## AIM OF THE EXERCISE
Filter the listing and keep only the lines with the word "Errors".

## DATASET RECORDS
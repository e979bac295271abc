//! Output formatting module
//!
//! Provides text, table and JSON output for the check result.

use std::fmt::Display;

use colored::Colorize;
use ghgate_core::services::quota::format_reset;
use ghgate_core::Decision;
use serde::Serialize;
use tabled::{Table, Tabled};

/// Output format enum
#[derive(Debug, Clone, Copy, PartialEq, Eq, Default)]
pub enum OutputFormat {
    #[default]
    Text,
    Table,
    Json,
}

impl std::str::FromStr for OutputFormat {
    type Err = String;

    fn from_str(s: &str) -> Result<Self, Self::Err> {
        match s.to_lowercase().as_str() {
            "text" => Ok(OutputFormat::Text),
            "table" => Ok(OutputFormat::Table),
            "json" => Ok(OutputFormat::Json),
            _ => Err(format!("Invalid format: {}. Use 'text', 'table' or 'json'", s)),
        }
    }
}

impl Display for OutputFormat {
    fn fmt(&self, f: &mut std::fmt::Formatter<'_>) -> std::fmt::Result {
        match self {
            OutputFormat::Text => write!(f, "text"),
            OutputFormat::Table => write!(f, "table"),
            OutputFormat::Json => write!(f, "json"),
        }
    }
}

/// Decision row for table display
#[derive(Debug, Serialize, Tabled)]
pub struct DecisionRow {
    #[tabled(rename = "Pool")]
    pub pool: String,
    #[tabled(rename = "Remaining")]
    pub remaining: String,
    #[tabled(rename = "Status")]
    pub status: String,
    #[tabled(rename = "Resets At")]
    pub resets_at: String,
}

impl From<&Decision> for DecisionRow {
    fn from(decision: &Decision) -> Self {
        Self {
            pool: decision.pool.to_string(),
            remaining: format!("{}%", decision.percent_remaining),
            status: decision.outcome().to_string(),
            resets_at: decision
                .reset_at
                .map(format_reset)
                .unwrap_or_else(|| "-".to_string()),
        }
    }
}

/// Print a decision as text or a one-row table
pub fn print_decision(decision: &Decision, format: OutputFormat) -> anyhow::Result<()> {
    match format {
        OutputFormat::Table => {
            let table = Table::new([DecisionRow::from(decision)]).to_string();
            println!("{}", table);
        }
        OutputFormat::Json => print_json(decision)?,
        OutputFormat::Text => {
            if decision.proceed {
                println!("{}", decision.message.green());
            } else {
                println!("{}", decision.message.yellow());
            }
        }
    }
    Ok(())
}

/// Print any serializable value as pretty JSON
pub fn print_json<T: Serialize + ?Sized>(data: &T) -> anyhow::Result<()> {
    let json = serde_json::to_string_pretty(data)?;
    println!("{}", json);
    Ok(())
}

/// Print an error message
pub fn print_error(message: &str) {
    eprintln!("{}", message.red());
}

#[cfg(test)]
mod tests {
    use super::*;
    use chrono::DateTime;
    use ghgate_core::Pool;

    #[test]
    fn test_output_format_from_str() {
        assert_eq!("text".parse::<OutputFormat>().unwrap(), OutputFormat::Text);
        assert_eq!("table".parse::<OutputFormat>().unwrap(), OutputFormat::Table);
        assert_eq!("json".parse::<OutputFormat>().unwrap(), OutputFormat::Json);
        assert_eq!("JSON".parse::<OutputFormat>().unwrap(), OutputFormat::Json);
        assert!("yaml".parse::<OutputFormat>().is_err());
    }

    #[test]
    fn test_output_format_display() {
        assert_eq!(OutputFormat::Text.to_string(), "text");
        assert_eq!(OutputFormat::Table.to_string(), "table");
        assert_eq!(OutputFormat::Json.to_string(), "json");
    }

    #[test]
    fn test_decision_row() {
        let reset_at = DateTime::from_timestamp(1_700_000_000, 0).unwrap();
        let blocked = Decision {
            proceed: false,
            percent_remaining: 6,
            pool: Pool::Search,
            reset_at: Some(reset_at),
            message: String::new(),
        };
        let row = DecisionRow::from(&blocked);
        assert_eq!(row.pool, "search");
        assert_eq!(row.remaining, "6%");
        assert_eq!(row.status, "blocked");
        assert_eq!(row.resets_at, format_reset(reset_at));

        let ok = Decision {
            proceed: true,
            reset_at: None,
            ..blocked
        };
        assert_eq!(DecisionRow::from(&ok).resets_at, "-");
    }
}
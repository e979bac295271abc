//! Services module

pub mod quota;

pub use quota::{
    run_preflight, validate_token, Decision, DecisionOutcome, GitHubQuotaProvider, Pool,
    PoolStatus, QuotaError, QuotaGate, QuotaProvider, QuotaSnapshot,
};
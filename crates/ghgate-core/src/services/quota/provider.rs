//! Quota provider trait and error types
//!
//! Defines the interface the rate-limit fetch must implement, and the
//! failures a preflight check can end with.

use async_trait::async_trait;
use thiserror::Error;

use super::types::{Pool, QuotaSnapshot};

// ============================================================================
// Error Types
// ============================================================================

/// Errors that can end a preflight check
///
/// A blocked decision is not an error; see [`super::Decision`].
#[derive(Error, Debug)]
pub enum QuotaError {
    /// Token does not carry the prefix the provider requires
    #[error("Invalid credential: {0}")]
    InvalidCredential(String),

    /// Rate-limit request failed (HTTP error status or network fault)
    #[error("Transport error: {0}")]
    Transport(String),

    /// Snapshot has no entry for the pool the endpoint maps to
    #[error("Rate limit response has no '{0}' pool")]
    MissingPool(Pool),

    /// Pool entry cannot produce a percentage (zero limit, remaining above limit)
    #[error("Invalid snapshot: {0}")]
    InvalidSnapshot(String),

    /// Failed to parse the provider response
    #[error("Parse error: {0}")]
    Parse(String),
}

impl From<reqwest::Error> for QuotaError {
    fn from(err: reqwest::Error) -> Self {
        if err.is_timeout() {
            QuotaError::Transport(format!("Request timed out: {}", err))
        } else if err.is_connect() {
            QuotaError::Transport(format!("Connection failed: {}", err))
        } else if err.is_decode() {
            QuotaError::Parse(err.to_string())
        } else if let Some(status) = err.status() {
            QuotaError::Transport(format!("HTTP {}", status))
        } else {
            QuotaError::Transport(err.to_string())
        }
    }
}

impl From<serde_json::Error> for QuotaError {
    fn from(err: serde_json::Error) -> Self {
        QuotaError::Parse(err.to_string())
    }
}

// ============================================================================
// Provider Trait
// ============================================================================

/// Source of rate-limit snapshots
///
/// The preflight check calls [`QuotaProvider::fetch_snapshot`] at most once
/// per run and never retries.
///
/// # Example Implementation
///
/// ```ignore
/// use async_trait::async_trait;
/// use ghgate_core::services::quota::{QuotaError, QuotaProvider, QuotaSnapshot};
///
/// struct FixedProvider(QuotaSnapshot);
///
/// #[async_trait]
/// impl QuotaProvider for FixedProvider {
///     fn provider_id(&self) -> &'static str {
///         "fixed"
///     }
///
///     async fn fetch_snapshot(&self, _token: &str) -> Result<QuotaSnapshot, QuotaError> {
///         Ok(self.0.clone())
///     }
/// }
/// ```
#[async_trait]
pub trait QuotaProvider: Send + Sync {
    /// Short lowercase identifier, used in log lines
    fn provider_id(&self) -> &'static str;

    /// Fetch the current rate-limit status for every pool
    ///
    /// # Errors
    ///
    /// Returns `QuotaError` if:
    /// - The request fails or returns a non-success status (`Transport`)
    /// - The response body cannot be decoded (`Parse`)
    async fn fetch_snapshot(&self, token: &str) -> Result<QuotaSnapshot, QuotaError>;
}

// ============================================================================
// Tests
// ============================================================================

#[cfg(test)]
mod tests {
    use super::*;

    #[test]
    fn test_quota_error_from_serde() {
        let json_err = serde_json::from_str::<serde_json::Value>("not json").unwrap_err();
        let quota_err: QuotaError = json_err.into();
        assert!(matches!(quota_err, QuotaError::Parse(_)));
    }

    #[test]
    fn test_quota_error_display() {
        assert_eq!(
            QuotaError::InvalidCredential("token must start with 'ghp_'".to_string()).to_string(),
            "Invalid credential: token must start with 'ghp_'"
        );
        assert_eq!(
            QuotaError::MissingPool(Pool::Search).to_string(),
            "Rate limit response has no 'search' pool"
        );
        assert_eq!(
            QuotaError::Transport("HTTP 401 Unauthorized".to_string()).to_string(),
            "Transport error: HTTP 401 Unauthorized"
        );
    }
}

## WRITTEN SOLUTION
/// Errors that can end a preflight check
    /// # Errors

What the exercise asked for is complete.